Drug resistant Shigella flexneri in & around Dibrugarh, north-east India

Background & objectives: Shigella flexneri is the most common species of Shigella causing diarrhoea and dysentery in Asia including India. Multidrug resistance in Shigella species has been reported worldwide and there is rising concern regarding development of fluoroquinolone resistance. This study was undertaken to find out the resistance pattern of Sh. flexneri, the commonest shigella isolated in Dibrugarh, north east India, including detection of fluoroquinolone resistance and extended spectrum beta lactamases. Methods: Stool samples collected from patients of diarrhoea and dysentery were tested for bacterial enteropathogens. Strains of Shigella species were confirmed by biochemical tests. Speciation was done using commercially available polyvalent antiserum. Antimicrobial susceptibility test was performed by Kirby Bauer disc diffusion method against 18 different antibiotics.

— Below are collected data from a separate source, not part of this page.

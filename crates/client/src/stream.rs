//! Async driver for `StreamCore`.
//!
//! Owns the socket and timers, feeds every input into the core and carries
//! out the actions it returns.

use std::time::Duration;

use futures::{SinkExt, StreamExt};
use sessionlink_protocol::ClientMessage;
use tokio::sync::{mpsc, watch};
use tokio::time::Instant;
use tokio_tungstenite::tungstenite::client::IntoClientRequest;
use tokio_tungstenite::tungstenite::http::HeaderValue;
use tokio_tungstenite::tungstenite::protocol::frame::coding::CloseCode;
use tokio_tungstenite::tungstenite::protocol::CloseFrame;
use tokio_tungstenite::tungstenite::Message;
use tokio_tungstenite::MaybeTlsStream;
use tracing::{debug, warn};

use crate::core::{Action, ConnectionPhase, StreamCore, StreamEvent, PING_INTERVAL};
use crate::error::StreamError;

type WsStream = tokio_tungstenite::WebSocketStream<MaybeTlsStream<tokio::net::TcpStream>>;

const CONNECT_TIMEOUT: Duration = Duration::from_secs(10);
const MIN_PING_INTERVAL: Duration = Duration::from_secs(1);

#[derive(Debug, Clone)]
pub struct StreamConfig {
    /// Base server URL, e.g. `ws://127.0.0.1:4100`.
    pub server_url: String,
    pub session_id: String,
    pub token: Option<String>,
    /// Start from the base index instead of live-only.
    pub replay_history: bool,
    pub ping_interval: Duration,
}

impl StreamConfig {
    pub fn new(server_url: impl Into<String>, session_id: impl Into<String>) -> Self {
        Self {
            server_url: server_url.into(),
            session_id: session_id.into(),
            token: None,
            replay_history: true,
            ping_interval: PING_INTERVAL,
        }
    }

    fn session_url(&self, from_index: Option<u64>) -> String {
        let base = self.server_url.trim_end_matches('/');
        let base = if let Some(rest) = base.strip_prefix("http://") {
            format!("ws://{rest}")
        } else if let Some(rest) = base.strip_prefix("https://") {
            format!("wss://{rest}")
        } else {
            base.to_string()
        };
        match from_index {
            Some(index) => format!("{base}/ws/sessions/{}?from_index={index}", self.session_id),
            None => format!("{base}/ws/sessions/{}", self.session_id),
        }
    }
}

enum Control {
    Send(ClientMessage),
    Retry,
    Destroy,
}

/// Cloneable handle to a running stream.
#[derive(Clone)]
pub struct SessionStreamHandle {
    control_tx: mpsc::UnboundedSender<Control>,
    phase_rx: watch::Receiver<ConnectionPhase>,
}

impl SessionStreamHandle {
    /// Queue a frame for the server. Dropped if the socket is not open.
    pub fn send(&self, msg: ClientMessage) -> Result<(), StreamError> {
        self.control_tx
            .send(Control::Send(msg))
            .map_err(|_| StreamError::Destroyed)
    }

    /// Reconnect after the stream gave up or completed.
    pub fn retry(&self) -> Result<(), StreamError> {
        self.control_tx
            .send(Control::Retry)
            .map_err(|_| StreamError::Destroyed)
    }

    /// Stop the stream for good. Safe to call more than once.
    pub fn destroy(&self) {
        let _ = self.control_tx.send(Control::Destroy);
    }

    pub fn phase(&self) -> ConnectionPhase {
        *self.phase_rx.borrow()
    }

    /// Wait for the next phase change.
    pub async fn changed(&mut self) -> Option<ConnectionPhase> {
        self.phase_rx.changed().await.ok()?;
        Some(*self.phase_rx.borrow())
    }
}

/// Start streaming a session. Events arrive on the returned receiver until
/// the stream is destroyed.
pub fn connect(config: StreamConfig) -> (SessionStreamHandle, mpsc::UnboundedReceiver<StreamEvent>) {
    let (control_tx, control_rx) = mpsc::unbounded_channel();
    let (event_tx, event_rx) = mpsc::unbounded_channel();
    let (phase_tx, phase_rx) = watch::channel(ConnectionPhase::Disconnected);

    tokio::spawn(run_stream(config, control_rx, event_tx, phase_tx));

    (
        SessionStreamHandle {
            control_tx,
            phase_rx,
        },
        event_rx,
    )
}

enum Input {
    Control(Option<Control>),
    Frame(Option<Result<Message, tokio_tungstenite::tungstenite::Error>>),
    ReconnectTimer,
    Ping,
}

async fn run_stream(
    config: StreamConfig,
    mut control_rx: mpsc::UnboundedReceiver<Control>,
    event_tx: mpsc::UnboundedSender<StreamEvent>,
    phase_tx: watch::Sender<ConnectionPhase>,
) {
    let mut core = StreamCore::new(config.replay_history);
    let mut socket: Option<WsStream> = None;
    let mut reconnect_at: Option<Instant> = None;
    let mut ping = tokio::time::interval(ping_period(&config));
    ping.tick().await; // Skip the first immediate tick.

    let mut actions = core.connect();
    loop {
        while !actions.is_empty() {
            let mut next = Vec::new();
            for action in actions {
                match action {
                    Action::Open { from_index } => {
                        match open_socket(&config, from_index).await {
                            Ok(ws) => {
                                socket = Some(ws);
                                next.extend(core.on_open());
                            }
                            Err(e) => {
                                debug!(
                                    component = "stream",
                                    event = "stream.connect.failed",
                                    session_id = %config.session_id,
                                    error = %e,
                                    "Connect failed"
                                );
                                next.extend(core.on_close(false));
                            }
                        }
                    }
                    Action::Send(msg) => {
                        if let Some(ws) = socket.as_mut() {
                            send_json(ws, &msg).await;
                        }
                    }
                    Action::Emit(event) => {
                        let _ = event_tx.send(event);
                    }
                    Action::ScheduleReconnect { delay } => {
                        reconnect_at = Some(Instant::now() + delay);
                    }
                    Action::Close => {
                        reconnect_at = None;
                        if let Some(mut ws) = socket.take() {
                            let _ = ws.close(Some(normal_close())).await;
                        }
                    }
                }
            }
            actions = next;
        }

        phase_tx.send_replace(core.phase());
        if core.phase() == ConnectionPhase::Destroyed {
            break;
        }

        let input = tokio::select! {
            ctrl = control_rx.recv() => Input::Control(ctrl),
            frame = next_frame(&mut socket) => Input::Frame(frame),
            _ = sleep_until(reconnect_at) => Input::ReconnectTimer,
            _ = ping.tick() => Input::Ping,
        };

        actions = match input {
            Input::Control(Some(Control::Send(msg))) => {
                if core.phase() == ConnectionPhase::Connected {
                    vec![Action::Send(msg)]
                } else {
                    Vec::new()
                }
            }
            Input::Control(Some(Control::Retry)) => core.connect(),
            Input::Control(Some(Control::Destroy)) | Input::Control(None) => core.destroy(),
            Input::Frame(Some(Ok(Message::Text(text)))) => core.on_text(&text),
            Input::Frame(Some(Ok(Message::Close(frame)))) => {
                socket = None;
                let normal = frame.is_some_and(|f| f.code == CloseCode::Normal);
                core.on_close(normal)
            }
            Input::Frame(Some(Ok(_))) => Vec::new(),
            Input::Frame(Some(Err(e))) => {
                warn!(
                    component = "stream",
                    event = "stream.socket.error",
                    session_id = %config.session_id,
                    error = %e,
                    "Socket error"
                );
                socket = None;
                core.on_close(false)
            }
            Input::Frame(None) => {
                socket = None;
                core.on_close(false)
            }
            Input::ReconnectTimer => {
                reconnect_at = None;
                core.on_reconnect_timer()
            }
            Input::Ping => core.heartbeat(),
        };
    }

    debug!(
        component = "stream",
        event = "stream.destroyed",
        session_id = %config.session_id,
        "Stream destroyed"
    );
}

async fn open_socket(config: &StreamConfig, from_index: Option<u64>) -> Result<WsStream, StreamError> {
    let url = config.session_url(from_index);
    let mut request = url
        .as_str()
        .into_client_request()
        .map_err(|_| StreamError::InvalidUrl(url.clone()))?;
    if let Some(token) = &config.token {
        let value = HeaderValue::from_str(&format!("Bearer {token}"))
            .map_err(|_| StreamError::InvalidUrl(url.clone()))?;
        request.headers_mut().insert("authorization", value);
    }

    match tokio::time::timeout(CONNECT_TIMEOUT, tokio_tungstenite::connect_async(request)).await {
        Ok(result) => Ok(result?.0),
        Err(_) => Err(StreamError::WebSocket(
            tokio_tungstenite::tungstenite::Error::Io(std::io::Error::new(
                std::io::ErrorKind::TimedOut,
                "connect timed out",
            )),
        )),
    }
}

fn ping_period(config: &StreamConfig) -> Duration {
    config.ping_interval.max(MIN_PING_INTERVAL)
}

fn normal_close() -> CloseFrame {
    CloseFrame {
        code: CloseCode::Normal,
        reason: "".into(),
    }
}

async fn send_json(ws: &mut WsStream, msg: &ClientMessage) {
    let Ok(json) = serde_json::to_string(msg) else {
        return;
    };
    // A failed send surfaces as a close on the read side.
    let _ = ws.send(Message::Text(json.into())).await;
}

async fn next_frame(
    socket: &mut Option<WsStream>,
) -> Option<Result<Message, tokio_tungstenite::tungstenite::Error>> {
    match socket {
        Some(ws) => ws.next().await,
        None => std::future::pending().await,
    }
}

async fn sleep_until(deadline: Option<Instant>) {
    match deadline {
        Some(at) => tokio::time::sleep_until(at).await,
        None => std::future::pending().await,
    }
}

Extended spectrum beta lactamase (ESBL) detection was done by disc approximation test as well as combination disc method and minimum inhibitory concentrations (MIC) of different antibiotics were also measured. Results: Multidrug resistance in Sh. flexneri was found to be common (90.2%) and the commonest phenotypic multi-drug resistance profile was ampicillin-tetracycline-co-trimoxazole-nalidixic acid. High resistance to nalidixic acid was detected in 90.3 per cent isolates (MIC >240 mu g/ml) and ciprofloxacin resistance was seen emerging in this region (11.2%, MIC >4 mu g/ml). Present of ESBL was phenotypically confirmed in two cases. Besides the fluoroquinolones, chloramphenicol, piperacillin-tazobactum and the third generation cephalosporins were effective in 87-100 per cent of the isolates. Interpretation & conclusions: Our study showed high resistance (MIC >240 mu g/ml) against nalidixic acid in Sh. flexneri isolates. Ciprofloxacin resistance is also emerging in this region. Shigellosis due to ESBL carrying Shigella can become a serious threat to public health. Guidelines for therapy should be monitored and modified based on regional reports of resistance to antimicrobial agents.